In this case, the investor must ensure that the chosen fund actually invests in physical gold, not in derivatives or shares of companies linked to this raw material. Although these others are valid options, it would again fall into a greater correlation with the markets and one would be left without the support of the physical pieces that the managers of the funds of the first type – often labeled with the acronym ETP – do guard in the first person or through delegation.
Countercurrent mining
The third option that managers indicate to gain exposure to physical gold is through investment in mining companies specialized in this raw material. Although those that meet this condition have more than shown their correlation in the face of the wobble in the financial markets, experts warn that the risks that are assumed are greater, starting with the one that implies that beyond the price of the ounce, it comes into play the management and evolution of the business and the balance sheet of the selected company.

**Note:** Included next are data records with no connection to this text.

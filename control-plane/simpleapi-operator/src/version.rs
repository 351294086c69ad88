//! Version identifiers of the form `v<integer>`.
//!
//! Identifiers are lower-cased before parsing, so `V21` and `v21` are the
//! same version. Anything else is still a usable identifier but has no
//! ordinal; it ranks below every well-formed version.

use std::cmp::Ordering;
use std::fmt;

#[derive(thiserror::Error, Debug, Clone, PartialEq, Eq)]
pub enum VersionError {
    #[error("invalid version identifier '{0}': expected v<non-negative integer>")]
    InvalidVersion(String),
}

/// Ordering key of a version. Malformed identifiers all share the lowest rank.
#[derive(Debug, Clone, Copy, PartialEq, Eq, PartialOrd, Ord, Hash)]
pub enum Rank {
    Malformed,
    Ordinal(u64),
}

/// Normalized form used for names, labels and map keys.
pub fn normalize(identifier: &str) -> String {
    identifier.trim().to_ascii_lowercase()
}

pub fn parse(identifier: &str) -> Result<u64, VersionError> {
    let norm = normalize(identifier);
    let digits = norm
        .strip_prefix('v')
        .filter(|d| !d.is_empty() && d.bytes().all(|b| b.is_ascii_digit()))
        .ok_or_else(|| VersionError::InvalidVersion(identifier.to_string()))?;
    digits
        .parse::<u64>()
        .map_err(|_| VersionError::InvalidVersion(identifier.to_string()))
}

pub fn rank(identifier: &str) -> Rank {
    match parse(identifier) {
        Ok(n) => Rank::Ordinal(n),
        Err(_) => Rank::Malformed,
    }
}

pub fn compare(a: &str, b: &str) -> Ordering {
    rank(a).cmp(&rank(b))
}

/// A normalized version identifier together with its rank.
#[derive(Debug, Clone, PartialEq, Eq, Hash)]
pub struct Version {
    id: String,
    rank: Rank,
}

impl Version {
    pub fn new(identifier: &str) -> Self {
        let id = normalize(identifier);
        let rank = rank(&id);
        Self { id, rank }
    }

    pub fn as_str(&self) -> &str {
        &self.id
    }

    pub fn rank(&self) -> Rank {
        self.rank
    }

    pub fn is_malformed(&self) -> bool {
        self.rank == Rank::Malformed
    }
}

impl fmt::Display for Version {
    fn fmt(&self, f: &mut fmt::Formatter<'_>) -> fmt::Result {
        f.write_str(&self.id)
    }
}

impl From<&str> for Version {
    fn from(s: &str) -> Self {
        Version::new(s)
    }
}

#[cfg(test)]
mod tests {
    use super::*;

    #[test]
    fn parses_well_formed_identifiers() {
        assert_eq!(parse("v0"), Ok(0));
        assert_eq!(parse("v21"), Ok(21));
        assert_eq!(parse("V22"), Ok(22));
        assert_eq!(parse("v007"), Ok(7));
    }

    #[test]
    fn rejects_other_forms() {
        for bad in ["", "v", "21", "v-1", "v1.2", "latest", "vv3", "v 3", "v18446744073709551616"] {
            assert_eq!(
                parse(bad),
                Err(VersionError::InvalidVersion(bad.to_string())),
                "{bad:?} should not parse"
            );
        }
    }

    #[test]
    fn ordering_is_numeric_not_lexical() {
        assert_eq!(compare("v9", "v10"), Ordering::Less);
        assert_eq!(compare("v100", "v21"), Ordering::Greater);
        assert_eq!(compare("v21", "V21"), Ordering::Equal);
    }

    #[test]
    fn malformed_versions_are_equal_and_lowest() {
        assert_eq!(compare("latest", "canary"), Ordering::Equal);
        assert_eq!(compare("latest", "v0"), Ordering::Less);
        assert_eq!(compare("v0", "garbage"), Ordering::Greater);
    }

    #[test]
    fn version_normalizes_identifier() {
        let v = Version::new(" V23 ");
        assert_eq!(v.as_str(), "v23");
        assert_eq!(v.rank(), Rank::Ordinal(23));
        assert!(Version::new("beta").is_malformed());
    }
}
//! Per-object exponential requeue delay for failed reconciles.

use std::collections::HashMap;
use std::sync::Mutex;
use std::time::Duration;

/// `<namespace>/<name>`, the key failures are counted under.
pub fn object_key(ns: &str, name: &str) -> String {
    format!("{ns}/{name}")
}

#[derive(Debug)]
pub struct ErrorBackoff {
    base: Duration,
    max: Duration,
    failures: Mutex<HashMap<String, u32>>,
}

impl ErrorBackoff {
    pub fn new(base: Duration, max: Duration) -> Self {
        Self {
            base,
            max: max.max(base),
            failures: Mutex::new(HashMap::new()),
        }
    }

    /// Record a failure for `key` and return how long to wait before the
    /// next attempt: base, 2*base, 4*base ... capped at max.
    pub fn next_delay(&self, key: &str) -> Duration {
        let attempt = match self.failures.lock() {
            Ok(mut map) => {
                let n = map.entry(key.to_string()).or_insert(0);
                *n = n.saturating_add(1);
                *n
            }
            Err(_) => 1,
        };
        let factor = 1u32.checked_shl(attempt.saturating_sub(1)).unwrap_or(u32::MAX);
        self.base.saturating_mul(factor).min(self.max)
    }

    pub fn reset(&self, key: &str) {
        if let Ok(mut map) = self.failures.lock() {
            map.remove(key);
        }
    }

    /// Number of keys with a pending failure count.
    pub fn tracked(&self) -> usize {
        self.failures.lock().map(|m| m.len()).unwrap_or(0)
    }

    pub fn failures(&self, key: &str) -> u32 {
        self.failures
            .lock()
            .ok()
            .and_then(|m| m.get(key).copied())
            .unwrap_or(0)
    }
}
use std::path::PathBuf;

use clap::Parser;
use reqwest::Url;

/// Check that the model files exist locally and download the missing ones.
#[derive(Debug, Parser)]
#[command(name = "modelget", version, about)]
pub struct Cli {
    /// Path of the weight (onnx) file.
    #[arg(long, default_value = "yolox_s.opt.onnx")]
    pub weight: PathBuf,

    /// Path of the descriptor (prototxt) file.
    #[arg(long, default_value = "yolox_s.opt.onnx.prototxt")]
    pub model: PathBuf,

    /// Skip the descriptor file entirely.
    #[arg(long, conflicts_with = "model")]
    pub no_model: bool,

    /// Remote base URL the artifacts are hosted under, keyed by file name.
    #[arg(long, default_value = "https://storage.googleapis.com/ailia-models/yolox/")]
    pub url: Url,
}
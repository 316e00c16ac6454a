//! Admin and moderator role sets.
//!
//! Admins manage both sets: adding or removing an admin or a moderator
//! requires the caller to already be an admin. An admin may remove itself,
//! which can empty the admin set; the bootstrap files are the recovery path.
//! Bootstrap ingestion (`bootstrap_admin` / `bootstrap_moderator`) bypasses
//! authorization and is only reachable from startup code.

use std::collections::BTreeSet;

use crate::identity::Identity;

/// Role mutation failures.
#[derive(Debug, thiserror::Error, PartialEq, Eq)]
pub enum RoleError {
    /// The caller is not an admin.
    #[error("caller {0} is not an admin")]
    NotAllowed(Identity),
}

/// Sets of admins and moderators with admin-guarded mutations.
#[derive(Debug, Default)]
pub struct RoleStore {
    admins: BTreeSet<Identity>,
    moderators: BTreeSet<Identity>,
}

impl RoleStore {
    pub fn new() -> Self {
        Self::default()
    }

    pub fn is_admin(&self, user: &Identity) -> bool {
        self.admins.contains(user)
    }

    pub fn is_moderator(&self, user: &Identity) -> bool {
        self.moderators.contains(user)
    }

    pub fn list_admins(&self) -> Vec<Identity> {
        self.admins.iter().cloned().collect()
    }

    pub fn list_moderators(&self) -> Vec<Identity> {
        self.moderators.iter().cloned().collect()
    }

    pub fn add_admin(&mut self, caller: &Identity, user: &Identity) -> Result<(), RoleError> {
        self.authorize(caller)?;
        self.admins.insert(user.clone());
        Ok(())
    }

    pub fn remove_admin(&mut self, caller: &Identity, user: &Identity) -> Result<(), RoleError> {
        self.authorize(caller)?;
        self.admins.remove(user);
        Ok(())
    }

    pub fn add_moderator(&mut self, caller: &Identity, user: &Identity) -> Result<(), RoleError> {
        self.authorize(caller)?;
        self.moderators.insert(user.clone());
        Ok(())
    }

    pub fn remove_moderator(&mut self, caller: &Identity, user: &Identity) -> Result<(), RoleError> {
        self.authorize(caller)?;
        self.moderators.remove(user);
        Ok(())
    }

    /// Inserts an admin without authorization. Startup ingestion only.
    pub fn bootstrap_admin(&mut self, user: Identity) {
        self.admins.insert(user);
    }

    /// Inserts a moderator without authorization. Startup ingestion only.
    pub fn bootstrap_moderator(&mut self, user: Identity) {
        self.moderators.insert(user);
    }

    fn authorize(&self, caller: &Identity) -> Result<(), RoleError> {
        if self.is_admin(caller) {
            Ok(())
        } else {
            Err(RoleError::NotAllowed(caller.clone()))
        }
    }
}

A recent report by Bank of America focuses on the rebound in merger operations in the sector, so investing in a midsize miner with expectations of a possible acquisition by a larger player seems to acquire a greater sense. “After years of low investment [in corporate operations], we see production profiles under pressure and reserves in decline,” they say from the American bank.
With no less than 12 transactions announced throughout a second quarter of the year in which bankruptcies or the accumulation of liquidity have been the bread and butter in many other sectors, Americans conclude that “the evidence is too obvious to ignore.” And it is that since the fourth quarter of 2012 such activity was not seen, such that it has mobilized 2.86 billion dollars.
So far this year, Barrick Gold, the main gold miner on a global scale, accumulates a revaluation of 58%. Very close is Newmont Corporation, with profits of 53% since the beginning of this year of the coronavirus in which the consensus of analysts continues to see the potential to add 13% more to its graph. And with 15 tips to buy compared to only five to keep and not a single one to sell.